What is needed is every line of the data that includes the word "warn". Please copy each one.

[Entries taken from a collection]
──────────────────────────────

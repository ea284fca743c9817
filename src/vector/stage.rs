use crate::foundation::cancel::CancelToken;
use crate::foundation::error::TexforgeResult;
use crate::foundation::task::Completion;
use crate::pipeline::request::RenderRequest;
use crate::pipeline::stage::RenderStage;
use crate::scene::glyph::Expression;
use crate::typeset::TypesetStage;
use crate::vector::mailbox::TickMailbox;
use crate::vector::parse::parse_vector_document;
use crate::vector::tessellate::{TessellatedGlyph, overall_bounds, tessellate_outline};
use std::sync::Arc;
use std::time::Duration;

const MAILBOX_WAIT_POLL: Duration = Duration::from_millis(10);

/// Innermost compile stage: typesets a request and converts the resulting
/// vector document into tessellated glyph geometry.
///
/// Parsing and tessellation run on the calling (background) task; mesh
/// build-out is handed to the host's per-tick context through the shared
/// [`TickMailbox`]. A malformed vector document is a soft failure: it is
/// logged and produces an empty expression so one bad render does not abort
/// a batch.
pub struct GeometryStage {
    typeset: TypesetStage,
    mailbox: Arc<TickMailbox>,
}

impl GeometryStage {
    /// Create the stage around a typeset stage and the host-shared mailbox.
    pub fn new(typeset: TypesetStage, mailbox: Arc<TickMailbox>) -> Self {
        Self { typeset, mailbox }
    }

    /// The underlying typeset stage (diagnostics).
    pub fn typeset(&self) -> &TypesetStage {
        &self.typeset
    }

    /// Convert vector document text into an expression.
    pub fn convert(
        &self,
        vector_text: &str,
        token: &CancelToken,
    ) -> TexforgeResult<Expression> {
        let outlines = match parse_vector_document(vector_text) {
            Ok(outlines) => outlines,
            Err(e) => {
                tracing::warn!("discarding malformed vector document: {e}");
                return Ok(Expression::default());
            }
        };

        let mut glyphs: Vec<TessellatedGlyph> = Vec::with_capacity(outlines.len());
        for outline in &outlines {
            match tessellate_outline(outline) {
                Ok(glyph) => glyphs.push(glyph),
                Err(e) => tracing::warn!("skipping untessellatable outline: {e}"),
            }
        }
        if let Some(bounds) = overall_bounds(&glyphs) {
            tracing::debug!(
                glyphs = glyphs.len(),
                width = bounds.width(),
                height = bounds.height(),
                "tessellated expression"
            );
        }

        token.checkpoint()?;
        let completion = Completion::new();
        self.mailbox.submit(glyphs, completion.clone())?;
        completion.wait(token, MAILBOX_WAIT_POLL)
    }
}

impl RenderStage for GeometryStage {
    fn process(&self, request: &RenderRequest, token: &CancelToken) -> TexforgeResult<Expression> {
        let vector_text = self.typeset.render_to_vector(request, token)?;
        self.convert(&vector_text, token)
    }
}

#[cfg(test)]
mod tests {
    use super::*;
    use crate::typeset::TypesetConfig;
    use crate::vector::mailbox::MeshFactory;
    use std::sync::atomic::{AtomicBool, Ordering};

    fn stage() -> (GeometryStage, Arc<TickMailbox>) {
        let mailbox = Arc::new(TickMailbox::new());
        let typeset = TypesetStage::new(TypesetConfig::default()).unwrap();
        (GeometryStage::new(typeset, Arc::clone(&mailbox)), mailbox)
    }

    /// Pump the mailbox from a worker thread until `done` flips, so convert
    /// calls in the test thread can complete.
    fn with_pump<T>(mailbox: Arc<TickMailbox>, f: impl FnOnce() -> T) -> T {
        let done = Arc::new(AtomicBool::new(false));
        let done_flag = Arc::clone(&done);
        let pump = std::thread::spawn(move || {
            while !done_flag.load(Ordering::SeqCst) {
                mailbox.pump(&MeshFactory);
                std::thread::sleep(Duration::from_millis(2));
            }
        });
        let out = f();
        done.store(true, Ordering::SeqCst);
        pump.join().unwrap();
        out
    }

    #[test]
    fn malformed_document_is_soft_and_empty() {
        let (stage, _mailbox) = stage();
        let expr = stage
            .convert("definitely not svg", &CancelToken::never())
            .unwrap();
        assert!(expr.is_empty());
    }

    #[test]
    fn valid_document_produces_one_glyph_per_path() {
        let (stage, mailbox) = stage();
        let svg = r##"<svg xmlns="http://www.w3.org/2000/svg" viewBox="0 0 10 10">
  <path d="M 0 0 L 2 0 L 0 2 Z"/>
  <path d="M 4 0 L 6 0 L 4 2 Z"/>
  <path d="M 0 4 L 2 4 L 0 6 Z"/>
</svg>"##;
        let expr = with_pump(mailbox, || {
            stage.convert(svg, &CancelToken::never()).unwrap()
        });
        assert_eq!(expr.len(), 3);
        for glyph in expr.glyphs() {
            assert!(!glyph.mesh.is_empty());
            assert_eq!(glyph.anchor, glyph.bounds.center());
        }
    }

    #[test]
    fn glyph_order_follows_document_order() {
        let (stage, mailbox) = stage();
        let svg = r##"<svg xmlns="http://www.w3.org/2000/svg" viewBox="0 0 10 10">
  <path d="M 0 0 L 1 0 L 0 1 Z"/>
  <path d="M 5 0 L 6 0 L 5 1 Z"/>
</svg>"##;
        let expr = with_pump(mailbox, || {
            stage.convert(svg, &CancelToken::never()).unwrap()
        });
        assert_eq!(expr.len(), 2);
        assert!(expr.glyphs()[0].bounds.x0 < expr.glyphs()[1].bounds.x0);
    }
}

──────────────────────────────

# Final answer
                tracing::warn!("discarding malformed vector document: {e}");
                Err(e) => tracing::warn!("skipping untessellatable outline: {e}"),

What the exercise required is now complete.